JOURNAL ENTRY AND OPINION
{¶ 1} Defendant-appellant Jonas Allen appeals from a judgment of conviction finding him guilty of menacing. He complains that (1) the court denied him a jury trial, (2) counsel was ineffective for failing to seek dismissal on speedy trial grounds, (3) the court denied him the right to self-representation, and (4) the judgment of conviction was against the manifest weight of the evidence. We find no error and affirm.

{¶ 2} The city's evidence showed that Allen and the victim had been romantically involved and had a child together. Even though the relationship ended, the victim testified that Allen had in the recent past committed acts of verbal and physical abuse against her. At the time of the incident, they were contesting legal issues relating to the custody of the child.

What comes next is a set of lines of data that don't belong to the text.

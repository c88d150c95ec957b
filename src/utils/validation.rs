use crate::utils::error::{EtlError, Result};
use std::collections::HashSet;

pub trait Validate {
    fn validate(&self) -> Result<()>;
}

pub fn validate_path(field_name: &str, path: &str) -> Result<()> {
    if path.is_empty() {
        return Err(EtlError::InvalidConfigValueError {
            field: field_name.to_string(),
            value: path.to_string(),
            reason: "Path cannot be empty".to_string(),
        });
    }

    if path.contains('\0') {
        return Err(EtlError::InvalidConfigValueError {
            field: field_name.to_string(),
            value: path.to_string(),
            reason: "Path contains null bytes".to_string(),
        });
    }

    Ok(())
}

pub fn validate_positive_number(field_name: &str, value: usize, min_value: usize) -> Result<()> {
    if value < min_value {
        return Err(EtlError::InvalidConfigValueError {
            field: field_name.to_string(),
            value: value.to_string(),
            reason: format!("Value must be at least {}", min_value),
        });
    }
    Ok(())
}

pub fn validate_file_extension(
    field_name: &str,
    file: &str,
    allowed_extensions: &[&str],
) -> Result<()> {
    let allowed_set: HashSet<&str> = allowed_extensions.iter().copied().collect();

    match std::path::Path::new(file)
        .extension()
        .and_then(|ext| ext.to_str())
    {
        Some(extension) if allowed_set.contains(extension.to_ascii_lowercase().as_str()) => Ok(()),
        Some(extension) => Err(EtlError::UnsupportedFormatError {
            path: format!(
                "{} ({}: .{} not in {})",
                file,
                field_name,
                extension,
                allowed_extensions.join(", ")
            ),
        }),
        None => Err(EtlError::InvalidConfigValueError {
            field: field_name.to_string(),
            value: file.to_string(),
            reason: "File has no extension or invalid filename".to_string(),
        }),
    }
}

pub fn validate_delimiter(field_name: &str, delimiter: &str) -> Result<u8> {
    match delimiter.as_bytes() {
        [byte] if byte.is_ascii() && *byte != b'"' && *byte != b'\n' => Ok(*byte),
        _ => Err(EtlError::InvalidConfigValueError {
            field: field_name.to_string(),
            value: delimiter.to_string(),
            reason: "Delimiter must be a single ASCII character".to_string(),
        }),
    }
}

pub fn validate_allowed_values(field_name: &str, values: &[String], allowed: &[&str]) -> Result<()> {
    for value in values {
        if !allowed.contains(&value.as_str()) {
            return Err(EtlError::InvalidConfigValueError {
                field: field_name.to_string(),
                value: value.clone(),
                reason: format!("Unsupported value. Valid values: {}", allowed.join(", ")),
            });
        }
    }
    Ok(())
}

pub fn validate_required_field<'a, T>(field_name: &str, value: &'a Option<T>) -> Result<&'a T> {
    value.as_ref().ok_or_else(|| EtlError::MissingConfigError {
        field: field_name.to_string(),
    })
}

pub fn validate_non_empty_string(field_name: &str, value: &str) -> Result<()> {
    if value.trim().is_empty() {
        return Err(EtlError::InvalidConfigValueError {
            field: field_name.to_string(),
            value: value.to_string(),
            reason: "Value cannot be empty or whitespace-only".to_string(),
        });
    }
    Ok(())
}

pub fn validate_range<T: PartialOrd + std::fmt::Display + Copy>(
    field_name: &str,
    value: T,
    min: T,
    max: T,
) -> Result<()> {
    if value < min || value > max {
        return Err(EtlError::InvalidConfigValueError {
            field: field_name.to_string(),
            value: value.to_string(),
            reason: format!("Value must be between {} and {}", min, max),
        });
    }
    Ok(())
}

#[cfg(test)]
mod tests {
    use super::*;

    #[test]
    fn test_validate_positive_number() {
        assert!(validate_positive_number("analytics.top_products", 5, 1).is_ok());
        assert!(validate_positive_number("analytics.top_products", 0, 1).is_err());
    }

    #[test]
    fn test_validate_file_extension() {
        assert!(validate_file_extension("source.path", "ventas.csv", &["csv", "tsv"]).is_ok());
        assert!(validate_file_extension("source.path", "VENTAS.CSV", &["csv", "tsv"]).is_ok());
        assert!(matches!(
            validate_file_extension("source.path", "ventas.xlsx", &["csv", "tsv"]),
            Err(EtlError::UnsupportedFormatError { .. })
        ));
        assert!(validate_file_extension("source.path", "ventas", &["csv"]).is_err());
    }

    #[test]
    fn test_validate_delimiter() {
        assert_eq!(validate_delimiter("source.delimiter", ";").unwrap(), b';');
        assert_eq!(validate_delimiter("source.delimiter", "\t").unwrap(), b'\t');
        assert!(validate_delimiter("source.delimiter", ",,").is_err());
        assert!(validate_delimiter("source.delimiter", "").is_err());
        assert!(validate_delimiter("source.delimiter", "\"").is_err());
    }

    #[test]
    fn test_validate_range_and_allowed_values() {
        assert!(validate_range("analytics.month", 12u32, 1, 12).is_ok());
        assert!(validate_range("analytics.month", 0u32, 1, 12).is_err());

        let formats = vec!["csv".to_string(), "json".to_string()];
        assert!(validate_allowed_values("load.output_formats", &formats, &["csv", "json"]).is_ok());
        let bad = vec!["xml".to_string()];
        assert!(validate_allowed_values("load.output_formats", &bad, &["csv", "json"]).is_err());
    }
}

{¶ 3} The victim testified that she had been driving to the Legal Aid Society when she saw Allen's truck following her. Allen pulled next to her car at a red light and said, "[w]here is my son?" When the victim ignored him, he said, "I hate you. You're a Dumb Bitch. You're a Dead Bitch. I can't stand you. I want you dead." She proceeded to park her car near the entrance to the Legal Aid Society and approached a nearby traffic officer. The traffic officer heard the victim's account of what had transpired and told her to run inside the building while he watched her. Legal Aid employees noticed that the victim appeared frightened and was shaking when she entered the office. She was telling one of *Page 2 the secretaries that she had some paperwork to drop off when Allen entered the office. Upon seeing Allen, the victim stated that it "felt like it was over for me." When she asked the receptionist to call security, legal employees escorted her from the reception area into a hallway, out of sight from the reception area. A Legal Aid attorney who heard a commotion went into the reception area and introduced himself to Allen. The attorney said that Allen could not see the victim because she had been taken to another area of the offices. In conversation with the attorney, Allen gave several answers that suggested to the attorney that Allen was stalling in order to see the victim. Allen ultimately left the building without seeing the victim.

{¶ 4} Allen testified and denied committing the previous acts of abuse described by the victim. He said that they were involved in a custody dispute over the child and the victim had prevented him from seeing his child. On the day of the incident, Allen said he had been in downtown Cleveland to drop off some legal paperwork. He said that he was speaking on his cell phone with a friend when he happened to see the victim's car. Knowing that it was his child's birthday, he pulled next to the victim's car in the hope that the child would be present and he might say hello. The victim merely rolled her eyes and continued driving. He watched her park her car and decided to follow her. By his own admission, he followed her for "several blocks" before entering the Legal Aid *Page 3 offices, all with the intention of asking her why she would not let him see his child. He also admitted stalling for time with the Legal Aid attorney so that he could speak with the victim.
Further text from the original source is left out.